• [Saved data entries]
◇ ◇ ◇ ◇ ◇
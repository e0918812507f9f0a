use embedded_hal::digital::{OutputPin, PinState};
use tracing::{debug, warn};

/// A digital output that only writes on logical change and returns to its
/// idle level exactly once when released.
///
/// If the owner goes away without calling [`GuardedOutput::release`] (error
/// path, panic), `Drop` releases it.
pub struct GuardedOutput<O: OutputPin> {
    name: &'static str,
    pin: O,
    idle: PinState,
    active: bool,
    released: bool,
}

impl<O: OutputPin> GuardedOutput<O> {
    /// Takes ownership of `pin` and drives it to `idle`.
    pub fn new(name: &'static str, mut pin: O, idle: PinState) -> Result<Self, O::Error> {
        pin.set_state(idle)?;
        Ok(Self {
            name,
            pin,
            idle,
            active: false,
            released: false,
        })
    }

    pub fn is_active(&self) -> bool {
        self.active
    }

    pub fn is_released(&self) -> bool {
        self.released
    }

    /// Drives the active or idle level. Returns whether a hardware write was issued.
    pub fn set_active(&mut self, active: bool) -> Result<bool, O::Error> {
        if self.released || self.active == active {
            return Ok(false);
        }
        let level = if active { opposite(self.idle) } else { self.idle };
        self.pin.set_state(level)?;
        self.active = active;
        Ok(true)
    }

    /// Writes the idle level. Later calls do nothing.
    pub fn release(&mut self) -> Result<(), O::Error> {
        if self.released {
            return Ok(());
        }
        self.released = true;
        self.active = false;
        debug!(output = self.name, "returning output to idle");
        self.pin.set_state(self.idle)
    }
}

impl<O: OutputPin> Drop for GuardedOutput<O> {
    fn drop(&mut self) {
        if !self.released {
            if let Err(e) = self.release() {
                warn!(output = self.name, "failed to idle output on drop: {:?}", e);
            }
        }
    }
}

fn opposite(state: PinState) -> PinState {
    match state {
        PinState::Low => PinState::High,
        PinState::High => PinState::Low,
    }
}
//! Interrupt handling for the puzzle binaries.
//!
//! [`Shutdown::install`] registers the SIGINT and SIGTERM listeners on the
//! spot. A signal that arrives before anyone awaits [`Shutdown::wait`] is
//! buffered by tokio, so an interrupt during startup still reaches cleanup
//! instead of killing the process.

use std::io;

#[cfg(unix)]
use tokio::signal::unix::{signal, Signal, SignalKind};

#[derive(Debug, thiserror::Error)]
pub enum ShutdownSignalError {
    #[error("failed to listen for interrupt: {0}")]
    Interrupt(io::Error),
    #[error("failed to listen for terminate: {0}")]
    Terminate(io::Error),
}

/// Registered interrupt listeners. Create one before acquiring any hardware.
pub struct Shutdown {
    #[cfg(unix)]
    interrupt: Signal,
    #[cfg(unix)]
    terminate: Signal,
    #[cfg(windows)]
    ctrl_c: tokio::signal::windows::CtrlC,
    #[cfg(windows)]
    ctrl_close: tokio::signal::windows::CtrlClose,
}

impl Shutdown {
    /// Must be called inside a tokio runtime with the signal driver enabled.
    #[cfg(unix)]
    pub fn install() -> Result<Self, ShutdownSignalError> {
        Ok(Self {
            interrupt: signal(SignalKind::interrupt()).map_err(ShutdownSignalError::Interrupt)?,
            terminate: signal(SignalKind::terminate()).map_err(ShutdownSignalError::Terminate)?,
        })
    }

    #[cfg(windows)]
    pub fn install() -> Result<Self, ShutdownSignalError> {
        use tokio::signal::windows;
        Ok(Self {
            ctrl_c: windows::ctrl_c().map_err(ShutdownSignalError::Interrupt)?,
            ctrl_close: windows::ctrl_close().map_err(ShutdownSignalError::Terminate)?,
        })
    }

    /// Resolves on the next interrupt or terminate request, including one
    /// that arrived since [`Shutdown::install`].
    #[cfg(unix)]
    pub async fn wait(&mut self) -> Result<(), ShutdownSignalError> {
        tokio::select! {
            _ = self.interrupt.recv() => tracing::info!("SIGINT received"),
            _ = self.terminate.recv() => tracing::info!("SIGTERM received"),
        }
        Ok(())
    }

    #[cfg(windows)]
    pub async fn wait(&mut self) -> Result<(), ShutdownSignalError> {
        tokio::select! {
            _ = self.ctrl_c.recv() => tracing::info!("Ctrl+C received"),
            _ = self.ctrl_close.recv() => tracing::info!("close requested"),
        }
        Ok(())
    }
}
◇ ◇ ◇ ◇ ◇
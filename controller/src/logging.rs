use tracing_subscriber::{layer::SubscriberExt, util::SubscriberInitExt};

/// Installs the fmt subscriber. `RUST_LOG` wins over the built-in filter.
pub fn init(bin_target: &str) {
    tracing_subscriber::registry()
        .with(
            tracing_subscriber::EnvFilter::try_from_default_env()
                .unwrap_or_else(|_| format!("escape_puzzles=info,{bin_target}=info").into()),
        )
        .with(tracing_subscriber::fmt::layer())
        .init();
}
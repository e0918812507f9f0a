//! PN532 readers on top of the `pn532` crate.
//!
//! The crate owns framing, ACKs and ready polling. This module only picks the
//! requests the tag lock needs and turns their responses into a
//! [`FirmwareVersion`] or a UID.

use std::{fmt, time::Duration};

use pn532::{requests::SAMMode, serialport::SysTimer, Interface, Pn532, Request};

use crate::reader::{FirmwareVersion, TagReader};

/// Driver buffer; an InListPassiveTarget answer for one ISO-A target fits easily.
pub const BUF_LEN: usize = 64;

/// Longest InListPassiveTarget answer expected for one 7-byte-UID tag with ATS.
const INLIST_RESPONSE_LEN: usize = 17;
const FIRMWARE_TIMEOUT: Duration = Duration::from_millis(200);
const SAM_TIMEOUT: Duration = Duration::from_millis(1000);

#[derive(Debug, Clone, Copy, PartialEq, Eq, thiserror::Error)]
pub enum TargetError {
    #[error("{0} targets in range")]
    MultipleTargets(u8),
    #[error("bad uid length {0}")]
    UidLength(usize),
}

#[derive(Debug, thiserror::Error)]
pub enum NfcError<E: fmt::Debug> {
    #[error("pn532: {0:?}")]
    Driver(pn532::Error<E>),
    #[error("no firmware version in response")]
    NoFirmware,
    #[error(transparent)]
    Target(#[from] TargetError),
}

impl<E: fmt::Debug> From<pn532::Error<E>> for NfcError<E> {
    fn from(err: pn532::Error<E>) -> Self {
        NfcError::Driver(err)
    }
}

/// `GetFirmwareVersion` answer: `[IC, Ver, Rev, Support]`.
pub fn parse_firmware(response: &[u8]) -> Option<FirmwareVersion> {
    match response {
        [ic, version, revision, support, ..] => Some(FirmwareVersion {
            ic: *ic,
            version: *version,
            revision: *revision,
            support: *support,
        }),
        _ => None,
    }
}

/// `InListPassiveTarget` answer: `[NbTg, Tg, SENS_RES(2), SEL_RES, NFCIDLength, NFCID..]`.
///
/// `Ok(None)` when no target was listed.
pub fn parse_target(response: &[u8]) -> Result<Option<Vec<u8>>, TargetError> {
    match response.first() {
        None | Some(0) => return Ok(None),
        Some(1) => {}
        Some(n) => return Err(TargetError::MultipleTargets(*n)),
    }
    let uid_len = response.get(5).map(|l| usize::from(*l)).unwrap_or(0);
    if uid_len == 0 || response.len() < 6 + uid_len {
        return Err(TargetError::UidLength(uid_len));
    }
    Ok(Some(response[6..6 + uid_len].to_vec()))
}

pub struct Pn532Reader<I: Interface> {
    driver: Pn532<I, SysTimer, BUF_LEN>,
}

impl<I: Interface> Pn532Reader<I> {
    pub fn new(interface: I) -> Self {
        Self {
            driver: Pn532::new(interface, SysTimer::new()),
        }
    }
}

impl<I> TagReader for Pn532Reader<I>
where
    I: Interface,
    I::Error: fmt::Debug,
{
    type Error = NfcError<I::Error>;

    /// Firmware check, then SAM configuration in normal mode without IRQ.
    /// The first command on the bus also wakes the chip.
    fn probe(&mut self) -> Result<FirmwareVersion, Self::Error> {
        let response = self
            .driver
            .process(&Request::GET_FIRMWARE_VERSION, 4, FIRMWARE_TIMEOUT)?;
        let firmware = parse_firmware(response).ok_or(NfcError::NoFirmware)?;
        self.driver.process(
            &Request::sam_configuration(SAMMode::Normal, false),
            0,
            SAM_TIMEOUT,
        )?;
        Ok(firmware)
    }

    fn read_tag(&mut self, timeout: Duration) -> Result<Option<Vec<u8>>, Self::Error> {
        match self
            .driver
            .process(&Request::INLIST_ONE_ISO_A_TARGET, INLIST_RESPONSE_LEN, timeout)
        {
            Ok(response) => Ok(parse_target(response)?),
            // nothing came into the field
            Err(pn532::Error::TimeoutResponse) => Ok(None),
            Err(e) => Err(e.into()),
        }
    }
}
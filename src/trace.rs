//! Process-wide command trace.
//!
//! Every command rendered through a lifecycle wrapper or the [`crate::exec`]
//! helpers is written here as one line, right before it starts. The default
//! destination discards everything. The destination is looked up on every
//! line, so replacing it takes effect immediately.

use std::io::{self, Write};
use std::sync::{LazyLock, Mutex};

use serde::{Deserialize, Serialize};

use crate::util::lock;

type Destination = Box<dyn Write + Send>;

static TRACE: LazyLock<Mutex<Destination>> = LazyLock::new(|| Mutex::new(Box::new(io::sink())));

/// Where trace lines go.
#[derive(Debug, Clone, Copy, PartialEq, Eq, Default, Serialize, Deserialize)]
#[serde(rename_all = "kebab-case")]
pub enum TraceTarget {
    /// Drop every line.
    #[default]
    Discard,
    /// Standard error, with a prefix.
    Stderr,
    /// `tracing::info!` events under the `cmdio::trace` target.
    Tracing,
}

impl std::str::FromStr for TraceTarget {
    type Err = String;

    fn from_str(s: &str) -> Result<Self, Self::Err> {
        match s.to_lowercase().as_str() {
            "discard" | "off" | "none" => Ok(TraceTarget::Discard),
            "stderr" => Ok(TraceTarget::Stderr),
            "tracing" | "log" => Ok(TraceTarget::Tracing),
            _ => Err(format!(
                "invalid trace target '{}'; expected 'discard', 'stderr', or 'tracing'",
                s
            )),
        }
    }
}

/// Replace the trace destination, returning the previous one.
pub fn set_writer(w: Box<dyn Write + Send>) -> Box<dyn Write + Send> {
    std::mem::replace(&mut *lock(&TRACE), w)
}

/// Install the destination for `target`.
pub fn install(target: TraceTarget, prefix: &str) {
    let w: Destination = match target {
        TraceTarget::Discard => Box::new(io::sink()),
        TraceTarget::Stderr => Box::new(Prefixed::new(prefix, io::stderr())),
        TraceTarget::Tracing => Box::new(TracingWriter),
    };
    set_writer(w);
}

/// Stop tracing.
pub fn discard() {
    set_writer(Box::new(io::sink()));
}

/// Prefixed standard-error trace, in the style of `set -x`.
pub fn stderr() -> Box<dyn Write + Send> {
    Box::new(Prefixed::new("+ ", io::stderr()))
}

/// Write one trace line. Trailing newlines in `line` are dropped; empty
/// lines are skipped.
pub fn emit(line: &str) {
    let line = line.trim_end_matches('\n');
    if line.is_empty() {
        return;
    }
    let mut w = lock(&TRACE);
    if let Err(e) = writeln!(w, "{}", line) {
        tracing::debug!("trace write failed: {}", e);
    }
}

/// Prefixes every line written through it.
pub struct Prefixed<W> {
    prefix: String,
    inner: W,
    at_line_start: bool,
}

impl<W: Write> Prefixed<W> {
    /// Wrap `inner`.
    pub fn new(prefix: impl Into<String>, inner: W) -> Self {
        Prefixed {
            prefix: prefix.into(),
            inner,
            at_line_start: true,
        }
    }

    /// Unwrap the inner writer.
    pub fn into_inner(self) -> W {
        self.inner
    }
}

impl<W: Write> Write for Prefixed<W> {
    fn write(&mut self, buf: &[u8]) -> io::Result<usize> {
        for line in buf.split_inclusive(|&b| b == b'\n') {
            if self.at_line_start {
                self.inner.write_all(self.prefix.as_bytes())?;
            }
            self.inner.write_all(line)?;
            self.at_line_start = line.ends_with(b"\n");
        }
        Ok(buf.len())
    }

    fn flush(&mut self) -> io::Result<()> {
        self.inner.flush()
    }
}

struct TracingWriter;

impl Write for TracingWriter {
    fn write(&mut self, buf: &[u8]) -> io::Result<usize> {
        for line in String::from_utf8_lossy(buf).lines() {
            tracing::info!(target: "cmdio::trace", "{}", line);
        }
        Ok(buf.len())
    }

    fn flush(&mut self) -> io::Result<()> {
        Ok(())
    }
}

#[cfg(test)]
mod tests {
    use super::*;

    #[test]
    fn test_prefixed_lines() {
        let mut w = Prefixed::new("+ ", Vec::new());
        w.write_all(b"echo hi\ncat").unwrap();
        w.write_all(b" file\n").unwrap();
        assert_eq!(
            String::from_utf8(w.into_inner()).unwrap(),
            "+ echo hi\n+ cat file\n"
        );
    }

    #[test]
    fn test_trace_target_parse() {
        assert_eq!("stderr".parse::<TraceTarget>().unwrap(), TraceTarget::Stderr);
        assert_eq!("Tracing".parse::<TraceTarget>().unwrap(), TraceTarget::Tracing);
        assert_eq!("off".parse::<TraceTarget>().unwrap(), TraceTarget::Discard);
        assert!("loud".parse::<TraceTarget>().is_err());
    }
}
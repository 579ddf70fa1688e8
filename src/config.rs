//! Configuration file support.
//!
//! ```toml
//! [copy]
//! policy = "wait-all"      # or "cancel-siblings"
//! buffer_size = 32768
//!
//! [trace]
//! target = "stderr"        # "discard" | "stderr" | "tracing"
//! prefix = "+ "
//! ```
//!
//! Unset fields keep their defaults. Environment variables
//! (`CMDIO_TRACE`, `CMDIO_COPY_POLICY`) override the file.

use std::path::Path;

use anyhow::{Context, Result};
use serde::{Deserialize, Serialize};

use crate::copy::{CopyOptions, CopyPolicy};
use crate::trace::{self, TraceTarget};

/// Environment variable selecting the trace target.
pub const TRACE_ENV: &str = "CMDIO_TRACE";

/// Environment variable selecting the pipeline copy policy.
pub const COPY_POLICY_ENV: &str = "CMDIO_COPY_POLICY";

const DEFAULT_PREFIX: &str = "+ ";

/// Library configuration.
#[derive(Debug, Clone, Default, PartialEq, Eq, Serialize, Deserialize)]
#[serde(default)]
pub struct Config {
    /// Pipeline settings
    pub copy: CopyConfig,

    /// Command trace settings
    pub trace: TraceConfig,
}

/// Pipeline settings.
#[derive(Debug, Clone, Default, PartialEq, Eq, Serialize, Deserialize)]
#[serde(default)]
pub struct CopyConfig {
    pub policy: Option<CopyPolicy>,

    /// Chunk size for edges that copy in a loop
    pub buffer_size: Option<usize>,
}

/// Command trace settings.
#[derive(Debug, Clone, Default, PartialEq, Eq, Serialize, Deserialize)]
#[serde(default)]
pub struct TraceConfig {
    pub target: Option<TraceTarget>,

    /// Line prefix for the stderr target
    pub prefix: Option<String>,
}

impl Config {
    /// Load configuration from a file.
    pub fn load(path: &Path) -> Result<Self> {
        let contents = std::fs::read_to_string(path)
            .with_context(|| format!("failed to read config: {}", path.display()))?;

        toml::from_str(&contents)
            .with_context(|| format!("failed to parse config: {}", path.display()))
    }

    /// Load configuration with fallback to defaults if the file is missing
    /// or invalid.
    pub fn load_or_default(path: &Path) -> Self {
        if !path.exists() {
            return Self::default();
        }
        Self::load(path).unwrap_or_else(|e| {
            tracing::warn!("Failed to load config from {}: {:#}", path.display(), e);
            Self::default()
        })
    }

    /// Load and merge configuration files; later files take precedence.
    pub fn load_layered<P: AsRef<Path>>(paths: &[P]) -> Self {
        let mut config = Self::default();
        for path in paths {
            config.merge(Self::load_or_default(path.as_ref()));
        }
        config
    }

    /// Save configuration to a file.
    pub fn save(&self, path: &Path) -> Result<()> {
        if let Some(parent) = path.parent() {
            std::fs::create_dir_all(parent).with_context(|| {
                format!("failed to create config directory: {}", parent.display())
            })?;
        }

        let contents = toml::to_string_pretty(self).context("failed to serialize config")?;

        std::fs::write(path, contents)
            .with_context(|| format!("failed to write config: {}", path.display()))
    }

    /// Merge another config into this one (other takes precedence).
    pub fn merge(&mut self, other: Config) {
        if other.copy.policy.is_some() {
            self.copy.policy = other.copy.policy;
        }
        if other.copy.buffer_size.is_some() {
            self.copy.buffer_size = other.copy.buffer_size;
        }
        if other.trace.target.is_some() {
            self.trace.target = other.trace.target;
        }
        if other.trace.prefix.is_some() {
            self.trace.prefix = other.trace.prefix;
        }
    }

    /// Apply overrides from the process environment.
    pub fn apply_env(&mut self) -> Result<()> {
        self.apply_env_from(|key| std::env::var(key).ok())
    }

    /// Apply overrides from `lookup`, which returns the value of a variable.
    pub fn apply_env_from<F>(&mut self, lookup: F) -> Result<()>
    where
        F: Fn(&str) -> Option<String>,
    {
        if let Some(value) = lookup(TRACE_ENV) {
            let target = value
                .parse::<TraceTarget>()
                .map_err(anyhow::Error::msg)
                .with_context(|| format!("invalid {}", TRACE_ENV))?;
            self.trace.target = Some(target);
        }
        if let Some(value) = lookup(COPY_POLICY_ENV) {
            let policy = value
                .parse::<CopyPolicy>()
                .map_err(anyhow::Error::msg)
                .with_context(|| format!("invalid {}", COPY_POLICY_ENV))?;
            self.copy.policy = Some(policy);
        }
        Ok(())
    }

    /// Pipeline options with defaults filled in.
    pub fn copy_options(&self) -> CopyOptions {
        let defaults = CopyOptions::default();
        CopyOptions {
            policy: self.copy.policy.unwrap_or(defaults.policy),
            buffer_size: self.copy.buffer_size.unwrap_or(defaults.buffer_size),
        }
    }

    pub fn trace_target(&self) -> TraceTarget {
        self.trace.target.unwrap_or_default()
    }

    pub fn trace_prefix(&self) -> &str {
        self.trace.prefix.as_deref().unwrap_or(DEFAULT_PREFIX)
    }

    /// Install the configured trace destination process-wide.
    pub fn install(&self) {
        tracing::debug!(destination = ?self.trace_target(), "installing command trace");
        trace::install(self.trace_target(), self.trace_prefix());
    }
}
◇ ◇ ◇ ◇ ◇
• [Work order]
From the entries above, list each line with "filename" in it.

• [Solved problem]
filename controller/src/logging.rs
filename src/trace.rs
filename src/config.rs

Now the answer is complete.